La réalité est très contrastée et multiforme. Les départs en retraite de médecins généralistes sont nombreux, de l’ordre de 9 000 par an, quand les jeunes terminant leur formation ne sont que 3 000 chaque année. L’ordre de grandeur de la pénurie annoncée est dans ces chiffres. Des initiatives de terrain, géniales, comme Asalee ou les ESP CLAP, montrent la voie pour y remédier. Car l’activité des médecins généralistes se transforme de jour en jour. Et les injonctions paradoxales pleuvent !

Pallier la pénurie de médecins spécialistes de second recours oblige les généralistes à hausser leur niveau de formation, formation qu’on leur complique et leur rationne !

Faire face à la flambée des maladies chroniques chez leurs patients les oblige à un suivi rigoureux de nombreux paramètres, on les y encourage tout en leur reprochant de trop prescrire.

Prendre en charge les patients en demande de soins non programmés est aussi une de leurs missions mais on leur refuse tout à la fois la visibilité de leur offre (numéro d’appel 116-117) et les moyens de l’organiser...

Prendre  des  gardes  est  un  devoir  classique  des  médecins,  spécialement  des  généralistes que les gouvernants verraient bien travailler 24h/24, mais... sans rémunérer l’effort titanesque que cela représenterait. On leur demande juste de s’organiser, pas de travailler 24h/24 individuellement. Ce à quoi ils répondront immanquablement que sans moyens et en sous-effectifs, s’organiser...

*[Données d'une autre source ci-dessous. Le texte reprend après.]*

//! Port for the external auth provider.
//!
//! The credential flow itself lives outside this system; the domain only
//! needs "verify credential, return user id". Payload parsing stays in the
//! HTTP adapter; the domain sees validated credentials.

use async_trait::async_trait;
use std::fmt;

use crate::domain::ids::UserId;

/// Domain error returned when login payload values are invalid.
#[derive(Debug, Clone, PartialEq, Eq)]
pub enum LoginValidationError {
    /// Username was missing or blank once trimmed.
    EmptyUsername,
    /// Password was blank.
    EmptyPassword,
}

impl fmt::Display for LoginValidationError {
    fn fmt(&self, f: &mut fmt::Formatter<'_>) -> fmt::Result {
        match self {
            Self::EmptyUsername => write!(f, "username must not be empty"),
            Self::EmptyPassword => write!(f, "password must not be empty"),
        }
    }
}

impl std::error::Error for LoginValidationError {}

/// Validated login credentials.
///
/// ## Invariants
/// - `username` is trimmed and non-empty.
/// - `password` is non-empty but keeps caller-provided whitespace to avoid
///   surprising credential comparisons.
#[derive(Clone, PartialEq, Eq)]
pub struct LoginCredentials {
    username: String,
    password: String,
}

impl LoginCredentials {
    /// Construct credentials from raw username/password inputs.
    pub fn try_from_parts(username: &str, password: &str) -> Result<Self, LoginValidationError> {
        let normalized = username.trim();
        if normalized.is_empty() {
            return Err(LoginValidationError::EmptyUsername);
        }
        if password.is_empty() {
            return Err(LoginValidationError::EmptyPassword);
        }
        Ok(Self {
            username: normalized.to_owned(),
            password: password.to_owned(),
        })
    }

    /// Username string suitable for lookups.
    pub fn username(&self) -> &str {
        self.username.as_str()
    }

    /// Password string provided by the caller.
    pub fn password(&self) -> &str {
        self.password.as_str()
    }
}

// Keep the password out of debug output.
impl fmt::Debug for LoginCredentials {
    fn fmt(&self, f: &mut fmt::Formatter<'_>) -> fmt::Result {
        f.debug_struct("LoginCredentials")
            .field("username", &self.username)
            .field("password", &"<redacted>")
            .finish()
    }
}

/// Errors raised by credential verifier adapters.
#[derive(Debug, Clone, PartialEq, Eq, thiserror::Error)]
pub enum CredentialVerifierError {
    /// The auth provider could not be reached.
    #[error("auth provider unavailable: {message}")]
    Unavailable { message: String },
}

/// Driven port: verify a credential, return the caller's identity.
///
/// `Ok(None)` means the credential was checked and rejected; errors mean
/// the check itself could not run.
#[cfg_attr(test, mockall::automock)]
#[async_trait]
pub trait CredentialVerifier: Send + Sync {
    async fn verify(
        &self,
        credentials: &LoginCredentials,
    ) -> Result<Option<UserId>, CredentialVerifierError>;
}

/// Fixture verifier accepting every well-formed credential.
///
/// The returned identity is derived from the username so repeated logins
/// agree; suitable for tests and local development only.
#[derive(Debug, Default, Clone, Copy)]
pub struct FixtureCredentialVerifier;

#[async_trait]
impl CredentialVerifier for FixtureCredentialVerifier {
    async fn verify(
        &self,
        credentials: &LoginCredentials,
    ) -> Result<Option<UserId>, CredentialVerifierError> {
        let id = UserId::new(format!("user-{}", credentials.username()))
            .map_err(|err| CredentialVerifierError::Unavailable {
                message: err.to_string(),
            })?;
        Ok(Some(id))
    }
}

Les réponses au vrai problème posé, celui de l’accès aux soins, sont ailleurs. Par exemple dans l’organisation des soins primaires. Les moyens mis sur les CPTS sont un bon début. Mais un début chaotique, quand tant de porteurs de projets nous font part des bâtons mis dans leurs roues par une administration tatillonne qui devrait pourtant les aider. Toujours le paradoxe latent.

De même dans le combat que mène MG France pour une réorganisation de la PDSA. Les généralistes épuisés ferment leur cabinet bien avant que sonnent 22 heures (allusions aux propos du président de la République) et ils ferment le samedi matin... Comment leur reprocher de ne plus vouloir travailler 60 heures par semaine ? Là encore nous proposons de l’organisation, le début de la PDSA à 18 heures au lieu de 20 h en semaine, le début de la PDSA à 8 h le samedi matin.

Une organisation légère destinée à diminuer le temps « obligatoire » de sujétion des médecins généralistes. Un point de garde pour que la population soit en sécurité, du temps choisi pour les autres généralistes. Un peu d’attractivité pour ce dur métier. Une organisation qui ne coûte presque rien... mais qui bute sur des problèmes de réglementation. Des problèmes qu’on pourrait résoudre vite. Mais... non. Par exemple encore dans la revalorisation de la visite à domicile.
Une population vieillissante, pas besoin d’avoir fait polytechnique, implique beaucoup plus de patients dépendants. Et tant leurs souhaits constamment manifestés que les capacités limitées d’accueil en établissement montrent que la dépendance à domicile devra être prise en charge de façon croissante. Quels médecins se déplacent à domicile ? Les généralistes. Ils sont en première ligne. Sans une valorisation importante de ce type de prise en charge, peut-on imaginer le maintien à domicile de nos patients âgés ? Face à cette évidence, du temps et des obstacles. L’obstacle majeur, comme toujours, étant « vous vous rendez compte de ce que ça coûte ? ». Comme si ne rien faire n’était pas chaque jour un peu plus coûteux...Il est de bon ton de célébrer la valeur du « terrain ». Sans la pousser trop loin, on pourrait parfois la prendre en compte ?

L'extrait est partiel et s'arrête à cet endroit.